Everyone loves a specific kind of dumpling, but what about the lightly fried and filled Korean ones with only three to four pleats? What about bulgogi beef and its perfect combination of umami and sweet flavors? Do they get no spotlight?

With this in mind, John and Jen called an audible and made an ambitious play — Korean fusion dishes. “Not everything is fully Korean,” Jen laughed, “but everything Korean is as authentic as it can be.”

So if you want the Crunchball, a Korean take on the Italian staple arancini, you can have it. If you want to get a bulgogi beef melt sandwich, feel free. Heck, if you want Korean kimchi cheese fries, they’re offered. But keep in mind that the Korean parts of the dishes are the real deal.

The long and narrow space that is 212 South 11th Street used to belong to the familiar Hummus Grill — which can be found on 39th and Chestnut, on the campus of the University of Pennsylvania — before switching hands to a new restaurant called Ugly Duckling in the fall of 2017.

But mere months after it opened, the sister restaurant to the popular spot Blue Duck closed, and by early 2018 the space was available for purchase again.

By the fall of 2018, John and Jen Choi found themselves with not only a successful boardwalk spot but also the opening of a true brick-and-mortar restaurant in Center City, Philadelphia.

But how do you build a community that you’re new to? How do you begin to succeed in a city such as Philadelphia, where centuries of history — and centuries of Italian and other immigrant cultures — already thrive?

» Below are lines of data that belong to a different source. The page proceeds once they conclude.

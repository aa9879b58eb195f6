//! Job lifecycle and the ingest → join → map → write pipeline.
//!
//! Each stage carries a transformation context name. It shows up in log lines
//! and error chains so a failed run points at the stage that broke.

use std::{fs::File, path::Path, time::Instant};

use anyhow::{Context, Result};
use chrono::{DateTime, Utc};
use log::info;
use serde::Serialize;
use uuid::Uuid;

use crate::{
    config::JobConfig,
    frame::Frame,
    ingest::{self, IngestStats},
    join, mapping, sink,
    storage::Storage,
    table,
};

const JOIN_CONTEXT: &str = "join_left_right";
const MAPPING_CONTEXT: &str = "apply_mapping";
const SINK_CONTEXT: &str = "write_target";

#[derive(Debug, Clone, Copy, PartialEq, Eq)]
pub enum RunMode {
    Write,
    /// Print the first N output rows instead of writing them.
    Preview(usize),
}

#[derive(Debug, Clone, Serialize)]
pub struct SourceSummary {
    pub name: String,
    pub location: String,
    pub objects: usize,
    pub rows: usize,
    pub malformed_rows: usize,
}

impl SourceSummary {
    fn new(name: &str, location: String, stats: &IngestStats) -> Self {
        Self {
            name: name.to_string(),
            location,
            objects: stats.objects_read,
            rows: stats.rows_read,
            malformed_rows: stats.malformed_rows,
        }
    }
}

#[derive(Debug, Clone, Serialize)]
pub struct JobSummary {
    pub job_name: String,
    pub run_id: Uuid,
    pub started_at: DateTime<Utc>,
    pub elapsed_ms: u128,
    pub sources: Vec<SourceSummary>,
    pub joined_rows: usize,
    pub matched_rows: usize,
    pub output_rows: usize,
    pub output_columns: Vec<String>,
    pub written_objects: Vec<String>,
}

pub struct Job {
    name: String,
    run_id: Uuid,
    started_at: DateTime<Utc>,
    timer: Instant,
}

impl Job {
    pub fn init(name: &str) -> Self {
        let job = Self {
            name: name.to_string(),
            run_id: Uuid::new_v4(),
            started_at: Utc::now(),
            timer: Instant::now(),
        };
        info!(
            "Job '{}' started (run {}) at {}",
            job.name,
            job.run_id,
            job.started_at.to_rfc3339()
        );
        job
    }

    pub fn name(&self) -> &str {
        &self.name
    }

    pub fn run_id(&self) -> Uuid {
        self.run_id
    }

    pub fn run(&self, config: &JobConfig, storage: &Storage, mode: RunMode) -> Result<JobSummary> {
        let (left, left_stats) = ingest::read_source(storage, &config.sources.left)
            .with_context(|| format!("Stage '{}'", config.sources.left.name))?;
        let (right, right_stats) = ingest::read_source(storage, &config.sources.right)
            .with_context(|| format!("Stage '{}'", config.sources.right.name))?;

        let joined = join::join(&left, &right, &config.join, JOIN_CONTEXT)
            .with_context(|| format!("Stage '{JOIN_CONTEXT}'"))?;
        let output = mapping::apply_mappings(&joined.frame, &config.mappings, MAPPING_CONTEXT)
            .with_context(|| format!("Stage '{MAPPING_CONTEXT}'"))?;

        let written_objects = match mode {
            RunMode::Write => {
                sink::write_frame(storage, &config.sink, &output, self.run_id)
                    .with_context(|| format!("Stage '{SINK_CONTEXT}'"))?
                    .objects
            }
            RunMode::Preview(rows) => {
                print_preview(&output, rows);
                Vec::new()
            }
        };

        Ok(JobSummary {
            job_name: self.name.clone(),
            run_id: self.run_id,
            started_at: self.started_at,
            elapsed_ms: self.timer.elapsed().as_millis(),
            sources: vec![
                SourceSummary::new(
                    &config.sources.left.name,
                    config.sources.left.path.clone(),
                    &left_stats,
                ),
                SourceSummary::new(
                    &config.sources.right.name,
                    config.sources.right.path.clone(),
                    &right_stats,
                ),
            ],
            joined_rows: joined.frame.len(),
            matched_rows: joined.matched_rows,
            output_rows: output.len(),
            output_columns: output.columns().to_vec(),
            written_objects,
        })
    }

    pub fn commit(self, summary: &JobSummary, summary_path: Option<&Path>) -> Result<()> {
        if let Some(path) = summary_path {
            let file =
                File::create(path).with_context(|| format!("Creating summary file {path:?}"))?;
            serde_json::to_writer_pretty(file, summary).context("Writing job summary")?;
        }
        info!(
            "Job '{}' committed (run {}): {} output row(s) in {} object(s), {} ms",
            self.name,
            self.run_id,
            summary.output_rows,
            summary.written_objects.len(),
            self.timer.elapsed().as_millis()
        );
        Ok(())
    }
}

fn print_preview(frame: &Frame, rows: usize) {
    table::print_table(frame.columns(), &frame.display_rows(rows));
    info!("Displayed {} of {} row(s)", rows.min(frame.len()), frame.len());
}
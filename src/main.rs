fn main() {
    if let Err(err) = txn_enrich::run() {
        eprintln!("error: {err:#}");
        std::process::exit(1);
    }
}
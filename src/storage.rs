//! Object storage access for job inputs and outputs.
//!
//! A [`Location`] is either a local filesystem path or an `s3://bucket/prefix`
//! URI. [`Storage`] hands out the [`ObjectStore`] that serves a location:
//!
//! - **Local**: directory walks via `walkdir`, plain file reads and writes.
//! - **S3**: `aws-sdk-s3` on a private tokio runtime, driven with `block_on`
//!   so callers stay synchronous.
//!
//! Listing returns objects in lexical order and drops hidden objects (names
//! starting with `_` or `.`), which covers `_SUCCESS` markers left by other
//! writers.

use std::{
    fmt,
    fs::{self, OpenOptions},
    io::Write,
    path::{Path, PathBuf},
    str::FromStr,
};

use anyhow::{Context, Result, anyhow};
use aws_config::BehaviorVersion;
use aws_sdk_s3::{
    Client, operation::list_objects_v2::ListObjectsV2Output, primitives::ByteStream,
};
use log::debug;
use thiserror::Error;
use walkdir::WalkDir;

const S3_SCHEME: &str = "s3://";

#[derive(Debug, Error, PartialEq, Eq)]
pub enum LocationError {
    #[error("Location cannot be empty")]
    Empty,
    #[error("S3 location '{0}' is missing a bucket name")]
    MissingBucket(String),
}

#[derive(Debug, Clone, PartialEq, Eq)]
pub enum Location {
    Local(PathBuf),
    S3 { bucket: String, key: String },
}

impl Location {
    pub fn parse(value: &str) -> Result<Self, LocationError> {
        let trimmed = value.trim();
        if trimmed.is_empty() {
            return Err(LocationError::Empty);
        }
        if let Some(rest) = trimmed.strip_prefix(S3_SCHEME) {
            let (bucket, key) = match rest.split_once('/') {
                Some((bucket, key)) => (bucket, key),
                None => (rest, ""),
            };
            if bucket.is_empty() {
                return Err(LocationError::MissingBucket(trimmed.to_string()));
            }
            return Ok(Location::S3 {
                bucket: bucket.to_string(),
                key: key.trim_end_matches('/').to_string(),
            });
        }
        Ok(Location::Local(PathBuf::from(trimmed)))
    }

    /// Location of an object named `name` directly below this one.
    pub fn child(&self, name: &str) -> Location {
        match self {
            Location::Local(path) => Location::Local(path.join(name)),
            Location::S3 { bucket, key } => Location::S3 {
                bucket: bucket.clone(),
                key: if key.is_empty() {
                    name.to_string()
                } else {
                    format!("{key}/{name}")
                },
            },
        }
    }

    pub fn is_s3(&self) -> bool {
        matches!(self, Location::S3 { .. })
    }

    /// Final path segment, used for hidden-object filtering.
    pub fn file_name(&self) -> Option<&str> {
        match self {
            Location::Local(path) => path.file_name().and_then(|name| name.to_str()),
            Location::S3 { key, .. } => key.rsplit('/').next().filter(|s| !s.is_empty()),
        }
    }
}

impl FromStr for Location {
    type Err = LocationError;

    fn from_str(s: &str) -> Result<Self, Self::Err> {
        Location::parse(s)
    }
}

impl fmt::Display for Location {
    fn fmt(&self, f: &mut fmt::Formatter<'_>) -> fmt::Result {
        match self {
            Location::Local(path) => write!(f, "{}", path.display()),
            Location::S3 { bucket, key } if key.is_empty() => write!(f, "{S3_SCHEME}{bucket}"),
            Location::S3 { bucket, key } => write!(f, "{S3_SCHEME}{bucket}/{key}"),
        }
    }
}

pub fn is_hidden_name(name: &str) -> bool {
    name.starts_with('_') || name.starts_with('.')
}

pub trait ObjectStore {
    /// Lists readable objects at or below `location`, sorted by key.
    fn list(&self, location: &Location, recurse: bool) -> Result<Vec<Location>>;
    fn get(&self, location: &Location) -> Result<Vec<u8>>;
    /// Creates a new object. Fails if one already exists at `location`.
    fn put(&self, location: &Location, data: Vec<u8>) -> Result<()>;
}

#[derive(Debug, Default)]
pub struct LocalStore;

fn local_path(location: &Location) -> Result<&Path> {
    match location {
        Location::Local(path) => Ok(path.as_path()),
        other => Err(anyhow!("Local store cannot serve {other}")),
    }
}

impl ObjectStore for LocalStore {
    fn list(&self, location: &Location, recurse: bool) -> Result<Vec<Location>> {
        let root = local_path(location)?;
        let metadata =
            fs::metadata(root).with_context(|| format!("Accessing input location {root:?}"))?;
        if metadata.is_file() {
            return Ok(vec![location.clone()]);
        }

        let max_depth = if recurse { usize::MAX } else { 1 };
        let mut objects = Vec::new();
        let walker = WalkDir::new(root)
            .min_depth(1)
            .max_depth(max_depth)
            .sort_by_file_name()
            .into_iter()
            .filter_entry(|entry| {
                entry.depth() == 0
                    || !entry
                        .file_name()
                        .to_str()
                        .map(is_hidden_name)
                        .unwrap_or(false)
            });
        for entry in walker {
            let entry = entry.with_context(|| format!("Walking input location {root:?}"))?;
            if entry.file_type().is_file() {
                debug!("Discovered object {:?}", entry.path());
                objects.push(Location::Local(entry.into_path()));
            }
        }
        Ok(objects)
    }

    fn get(&self, location: &Location) -> Result<Vec<u8>> {
        let path = local_path(location)?;
        fs::read(path).with_context(|| format!("Reading object {path:?}"))
    }

    fn put(&self, location: &Location, data: Vec<u8>) -> Result<()> {
        let path = local_path(location)?;
        if let Some(parent) = path.parent().filter(|p| !p.as_os_str().is_empty()) {
            fs::create_dir_all(parent)
                .with_context(|| format!("Creating output directory {parent:?}"))?;
        }
        let mut file = OpenOptions::new()
            .write(true)
            .create_new(true)
            .open(path)
            .with_context(|| format!("Creating object {path:?}"))?;
        file.write_all(&data)
            .with_context(|| format!("Writing object {path:?}"))
    }
}

pub struct S3Store {
    runtime: tokio::runtime::Runtime,
    client: Client,
}

impl S3Store {
    /// Loads credentials and region from the default AWS provider chain.
    pub fn connect() -> Result<Self> {
        let runtime = tokio::runtime::Builder::new_multi_thread()
            .enable_all()
            .build()
            .context("Starting runtime for S3 access")?;
        let config = runtime.block_on(aws_config::load_defaults(BehaviorVersion::latest()));
        Ok(Self {
            runtime,
            client: Client::new(&config),
        })
    }
}

fn s3_parts(location: &Location) -> Result<(&str, &str)> {
    match location {
        Location::S3 { bucket, key } => Ok((bucket.as_str(), key.as_str())),
        other => Err(anyhow!("S3 store cannot serve {other}")),
    }
}

/// Keeps keys that sit at or below `prefix` on a `/` boundary.
pub fn select_keys(prefix: &str, keys: Vec<String>, recurse: bool) -> Vec<String> {
    let mut selected = keys
        .into_iter()
        .filter(|key| {
            let remainder = if prefix.is_empty() {
                key.as_str()
            } else if key == prefix {
                return true;
            } else if let Some(rest) = key
                .strip_prefix(prefix)
                .and_then(|rest| rest.strip_prefix('/'))
            {
                rest
            } else {
                return false;
            };
            if remainder.is_empty() || remainder.ends_with('/') {
                return false;
            }
            if !recurse && remainder.contains('/') {
                return false;
            }
            !remainder.split('/').any(is_hidden_name)
        })
        .collect::<Vec<_>>();
    selected.sort();
    selected
}

/// Follows continuation tokens until the listing is exhausted, keeping the
/// keys of non-empty objects.
pub fn collect_listing<F>(mut fetch_page: F) -> Result<Vec<String>>
where
    F: FnMut(Option<String>) -> Result<ListObjectsV2Output>,
{
    let mut keys = Vec::new();
    let mut continuation: Option<String> = None;
    loop {
        let page = fetch_page(continuation.take())?;
        keys.extend(
            page.contents()
                .iter()
                .filter(|object| object.size().unwrap_or(0) > 0)
                .filter_map(|object| object.key().map(|k| k.to_string())),
        );
        match page.next_continuation_token() {
            Some(token) if page.is_truncated().unwrap_or(false) => {
                continuation = Some(token.to_string());
            }
            _ => break,
        }
    }
    Ok(keys)
}

impl ObjectStore for S3Store {
    fn list(&self, location: &Location, recurse: bool) -> Result<Vec<Location>> {
        let (bucket, prefix) = s3_parts(location)?;
        let keys = collect_listing(|continuation| {
            self.runtime
                .block_on(
                    self.client
                        .list_objects_v2()
                        .bucket(bucket)
                        .prefix(prefix)
                        .set_continuation_token(continuation)
                        .send(),
                )
                .with_context(|| format!("Listing objects under {location}"))
        })?;
        debug!("Listed {} key(s) under {}", keys.len(), location);
        Ok(select_keys(prefix, keys, recurse)
            .into_iter()
            .map(|key| Location::S3 {
                bucket: bucket.to_string(),
                key,
            })
            .collect())
    }

    fn get(&self, location: &Location) -> Result<Vec<u8>> {
        let (bucket, key) = s3_parts(location)?;
        self.runtime.block_on(async {
            let response = self
                .client
                .get_object()
                .bucket(bucket)
                .key(key)
                .send()
                .await
                .with_context(|| format!("Fetching object {location}"))?;
            let collected = response
                .body
                .collect()
                .await
                .with_context(|| format!("Reading body of {location}"))?;
            Ok::<_, anyhow::Error>(collected.into_bytes().to_vec())
        })
    }

    fn put(&self, location: &Location, data: Vec<u8>) -> Result<()> {
        let (bucket, key) = s3_parts(location)?;
        self.runtime.block_on(async {
            self.client
                .put_object()
                .bucket(bucket)
                .key(key)
                .if_none_match("*")
                .body(ByteStream::from(data))
                .send()
                .await
                .with_context(|| format!("Uploading object {location}"))?;
            Ok::<_, anyhow::Error>(())
        })
    }
}

/// Routes each location to the store that serves it. The S3 client is only
/// built when some location needs it.
pub struct Storage {
    local: LocalStore,
    s3: Option<S3Store>,
}

impl Storage {
    pub fn local_only() -> Self {
        Self {
            local: LocalStore,
            s3: None,
        }
    }

    pub fn for_locations<'a>(locations: impl IntoIterator<Item = &'a Location>) -> Result<Self> {
        let needs_s3 = locations.into_iter().any(Location::is_s3);
        let s3 = if needs_s3 {
            Some(S3Store::connect()?)
        } else {
            None
        };
        Ok(Self {
            local: LocalStore,
            s3,
        })
    }

    pub fn store_for(&self, location: &Location) -> Result<&dyn ObjectStore> {
        match location {
            Location::Local(_) => Ok(&self.local as &dyn ObjectStore),
            Location::S3 { .. } => self
                .s3
                .as_ref()
                .map(|store| store as &dyn ObjectStore)
                .ok_or_else(|| anyhow!("No S3 client configured for {location}")),
        }
    }
}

You go where the locals go, and you begin to make some friends. For the Choi family, it meant finding someone who can make amazing dumplings for wholesale and getting on their good side.

“We have one lady who makes all of our dumplings for us,” Jen shared, “She’s been making dumplings for over 20 years, and she makes chicken, pork and kale & spinach dumplings.”

The small, crispy dumplings are a hit with many customers, but the real stars are those with kale & spinach.

“We get parents who order [the kale & spinach dumplings] for their kids because they know they will eat them,” Jen chuckled, “you’d never be able to tell!” After trying the famed kale & spinach dumplings for myself, the delicately fried dumpling is full of the decadent yet umami-forward flavor but also expertly hides the kale.

This secret dumpling lady — whose name wasn’t even given to me — will have to stay anonymous, but she will be revered through Crunchik’n’s menu for the time being.

The great James Beard once said, “Food is our common ground, a universal experience.”

When John and Jen Choi make their family’s kimchi recipe that’s existed for close to a century, and bridge a cultural gap by serving someone their first-ever Korean experience, an entirely novel bond is made. It is a shared universal experience that cannot be created anywhere else, and they take pride in being the facilitators of the connection between food and share experiences.

And if there’s one thing the Choi family believes, it is that while food is inherently cultural, food is also quintessentially familial.

The most stellar example of this is the baked oven chicken dish that is served at Crunchik’n. A family recipe that dates back to John’s grandmother, the Choi baked oven chicken transcends continents, centuries and cultures all at once.

With a short rib sauce that takes ten hours alone to cook and simmer before being added to the chicken that is marinated for at least 24 hours, the depth of flavor in the dish is remarkable. It can be eaten on its own, as the protein of a combo rice bowl, or to follow Jen’s tip, “The oven chicken is best when it’s eaten with rice and nothing else.”

Fred Rogers, the television icon better known as Mr. Rogers, believes retirement isn’t the end-all-be-all as everyone makes it out to be.

“Often when you think you’re at the end of something,” Rogers quipped, “you’re at the beginning of something else.”

So when John Choi closed his teaching textbooks for the last time, the door to a new journey — with his daughter Jen — was already waiting.